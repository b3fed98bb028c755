//! Hosting engine readiness state.
//!
//! The status lives in a `watch` channel: readers borrow the current value on
//! the request path, and transports can wait for transitions.

use std::fmt;

use tokio::sync::watch;
use tracing::info;

use crate::error::InvocationError;

/// Engine status.
///
/// State machine: Starting -> Up -> Stopping -> Down
#[derive(Debug, Clone, Copy, PartialEq, Eq)]
pub enum EngineStatus {
    /// Registering schemas and binding operations; not accepting requests.
    Starting,
    /// Fully operational.
    Up,
    /// Shutting down; no new requests accepted.
    Stopping,
    /// Stopped.
    Down,
}

impl EngineStatus {
    #[must_use]
    pub fn as_str(self) -> &'static str {
        match self {
            EngineStatus::Starting => "starting",
            EngineStatus::Up => "up",
            EngineStatus::Stopping => "stopping",
            EngineStatus::Down => "down",
        }
    }
}

impl fmt::Display for EngineStatus {
    fn fmt(&self, f: &mut fmt::Formatter<'_>) -> fmt::Result {
        f.write_str(self.as_str())
    }
}

/// Shared readiness state of the hosting engine.
///
/// Written by the engine lifecycle, read by every provider invocation.
#[derive(Debug)]
pub struct EngineState {
    status: watch::Sender<EngineStatus>,
}

impl EngineState {
    /// Creates a state in `Starting`.
    #[must_use]
    pub fn new() -> Self {
        let (tx, _rx) = watch::channel(EngineStatus::Starting);
        Self { status: tx }
    }

    #[must_use]
    pub fn status(&self) -> EngineStatus {
        *self.status.borrow()
    }

    #[must_use]
    pub fn is_up(&self) -> bool {
        self.status() == EngineStatus::Up
    }

    /// Stores `status` and notifies subscribers. The channel holds the only
    /// copy of the status.
    pub fn set_status(&self, status: EngineStatus) {
        let previous = self.status.send_replace(status);
        if previous != status {
            info!(from = %previous, to = %status, "engine status changed");
        }
    }

    /// Transitions to `Up`: provider invocations are accepted from now on.
    pub fn mark_up(&self) {
        self.set_status(EngineStatus::Up);
    }

    /// Transitions to `Stopping`: new provider invocations are rejected.
    pub fn begin_shutdown(&self) {
        self.set_status(EngineStatus::Stopping);
    }

    pub fn mark_down(&self) {
        self.set_status(EngineStatus::Down);
    }

    /// Returns a receiver notified on every status change.
    #[must_use]
    pub fn subscribe(&self) -> watch::Receiver<EngineStatus> {
        self.status.subscribe()
    }

    /// # Errors
    ///
    /// Returns `InvocationError::NotReady` unless the status is `Up`.
    pub fn ensure_status_up(&self) -> Result<(), InvocationError> {
        match self.status() {
            EngineStatus::Up => Ok(()),
            status => Err(InvocationError::NotReady { status }),
        }
    }
}

impl Default for EngineState {
    fn default() -> Self {
        Self::new()
    }
}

————

▸ **EXERCISE DETAILS**: Show each line of the listing that holds the string "EngineState".

▸ **RESPONSE TO THIS EXERCISE**:
pub struct EngineState {
impl EngineState {
impl Default for EngineState {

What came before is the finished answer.